LinuxQuestions.org
Help answer threads with 0 replies.
Home Forums Tutorials Articles Register
Go Back   LinuxQuestions.org > Forums > Linux Forums > Linux - Server
User Name
Password
Linux - Server This forum is for the discussion of Linux Software used in a server related context.

Notices


Reply
  Search this Thread
Old 11-25-2021, 01:14 AM   #1
curiouslinus
LQ Newbie
 
Registered: Nov 2021
Posts: 4

Rep: Reputation: Disabled
Rearrange columns in a csv and do calculations


Hello All,

A newbie here.

I have a need to rearrange a few entries from a csv file and am trying to achieve it using awk or sed.

Input file:

abc,cpu,10
abc,mem,20
abc,disk,10
def,cpu,5
def,mem,10
def,disk,50
xyz,cpu,20
xyz,mem,40
xyz,disk,30


Expected output:

App,cpu,mem,disk
abc,10,20,10
def,5,10,50
xyz,20,40,30
Bal,65,30,10

The Bal is calculated by adding the column values and subtracting by 100.

Any ideas on whats the best way to achieve this?
 
Old 11-25-2021, 01:33 AM   #2
shruggy
Senior Member
 
Registered: Mar 2020
Posts: 3,688

Rep: Reputation: Disabled
See this thread. It's not what you're looking for, but may give you some ideas. This transformation is usually called pivoting or reshaping data long-to-wide. Searching for these terms will give you plenty of results.

E.g. using miller that would be
Code:
mlr --csv -N reshape -s 2,3

Last edited by shruggy; 11-25-2021 at 01:46 AM.
 
Old 11-25-2021, 02:07 AM   #3
curiouslinus
LQ Newbie
 
Registered: Nov 2021
Posts: 4

Original Poster
Rep: Reputation: Disabled
Unfortunately, its a restricted environment and I cannot install any additional command line tools like miller. But thanks a lot for the thread link. I did find a few useful pointers there and will be trying out those.
 
Old 11-25-2021, 02:20 AM   #4
syg00
LQ Veteran
 
Registered: Aug 2003
Location: Australia
Distribution: Lots ...
Posts: 21,163

Rep: Reputation: 4125Reputation: 4125Reputation: 4125Reputation: 4125Reputation: 4125Reputation: 4125Reputation: 4125Reputation: 4125Reputation: 4125Reputation: 4125Reputation: 4125
Quote:
Originally Posted by curiouslinus View Post
Unfortunately, its a restricted environment and I cannot install any additional command line tools like miller.
In which case let's hope you have gawk - I have found the extensions in-built by GNU make it such a pain trying to use a lesser awk I now no longer even try to be posix compliant.

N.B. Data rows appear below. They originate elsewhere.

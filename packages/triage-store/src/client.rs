use std::time::Duration;

use reqwest::Client;
use serde_json::Value;

use crate::{Error, Result};

/// HTTP client for the record-store table API.
///
/// Every failure while talking to a collection collapses into [`Error::StoreUnavailable`]. No
/// retry happens here; callers decide whether to degrade or give up.
#[derive(Clone, Debug)]
pub struct StoreClient {
	client: Client,
	base_url: String,
}
impl StoreClient {
	pub fn new(cfg: &triage_config::Store) -> Result<Self> {
		let client = Client::builder()
			.timeout(Duration::from_millis(cfg.timeout_ms))
			.build()
			.map_err(|err| Error::InvalidConfig {
				message: format!("Failed to build record store client: {err}."),
			})?;

		Ok(Self { client, base_url: cfg.api_base.trim_end_matches('/').to_string() })
	}

	pub fn collection_url(&self, collection: &str) -> String {
		format!("{}/{collection}", self.base_url)
	}

	/// Fetches every row of `collection`, narrowed by `filter` query parameters.
	pub async fn fetch(&self, collection: &str, filter: &[(&str, String)]) -> Result<Vec<Value>> {
		let body = self
			.get_json(&self.collection_url(collection), filter)
			.await
			.map_err(|err| unavailable(collection, "fetch", err))?;

		Ok(rows_from_body(body))
	}

	/// Appends one row to `collection` and returns the store's acknowledgement.
	pub async fn insert(&self, collection: &str, row: &Value) -> Result<Value> {
		self.post_json(&self.collection_url(collection), row)
			.await
			.map_err(|err| unavailable(collection, "insert", err))
	}

	async fn get_json(&self, url: &str, filter: &[(&str, String)]) -> reqwest::Result<Value> {
		let res = self.client.get(url).query(filter).send().await?;

		res.error_for_status()?.json().await
	}

	async fn post_json(&self, url: &str, row: &Value) -> reqwest::Result<Value> {
		let res = self.client.post(url).json(row).send().await?;

		res.error_for_status()?.json().await
	}
}

fn unavailable(collection: &str, operation: &str, err: reqwest::Error) -> Error {
	tracing::error!(collection, operation, error = %err, "Record store request failed.");

	Error::StoreUnavailable { collection: collection.to_string() }
}

fn rows_from_body(body: Value) -> Vec<Value> {
	match body {
		Value::Object(mut map) => match map.remove("data") {
			Some(Value::Array(rows)) => rows,
			_ => Vec::new(),
		},
		_ => Vec::new(),
	}
}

Last edited by syg00; 11-25-2021 at 03:08 AM. Reason: cleanup
 
1 members found this post helpful.
Old 11-25-2021, 03:04 AM   #5
shruggy
Senior Member
 
Registered: Mar 2020
Posts: 3,688

Rep: Reputation: Disabled
Well, it largely depends on the structure of your input data. As long as it is as simple as in your example above, you can easily process them with awk. But CSV is a tricky format. If your data may contain embedded commas and/or double quotes, using Perl or Python with a CSV parsing module would be preferable. gawk may give you a remedy in form of FPAT/patsplit, but it won't account for all possible CSV quirks.

Another option is using a spreadsheet software. Most support pivot tables and will import from / export to CSV.

Last edited by shruggy; 11-25-2021 at 04:30 AM.
 
Old 11-25-2021, 03:28 AM   #6
curiouslinus
LQ Newbie
 
Registered: Nov 2021
Posts: 4

Original Poster
Rep: Reputation: Disabled
The input file is actually generated by another script. So I do have some control over the structure of the data.
Anyway, I have made some progress by combining a few awk examples I came across.

awk -F\, '
NR>1 {
if(!($1 in app)) { app[++num] = $1 }; app[$1]++
if(!($2 in infra)) { infra[++types] = $2 }; infra[$2]++
map[$2,$1] = $3
}
END {
printf "%s," ,"App";
for(ind=1; ind<=types; ind++) {
printf "%s%s", sep, infra[ind];
sep = ","
}
print "";
for(coun=1; coun<=num; coun++) {
printf "%s", app[coun]
for(val=1; val<=types; val++) {
printf "%s%s", sep, map[infra[val], app[coun]];
}
print ""
}
}' input_file

Output
App,cpu,mem,disk
abc,10,20,10
def,5,10,50
xyz,20,40,30
 
Old 11-25-2021, 04:20 AM   #7
shruggy
Senior Member
 
Registered: Mar 2020
Posts: 3,688

Rep: Reputation: Disabled
Well, if order of cpu,mem,disk lines is always the same and you don't have to preserve the order of the results, this will do as well:
Code:
awk -F\, '
{ stats[$1] = stats[$1] FS $3 }
END {
  print"App,cpu,mem,disk"
  for (app in stats) print app stats[app]
}' input_file
That said, gawk allows you to control array scanning order.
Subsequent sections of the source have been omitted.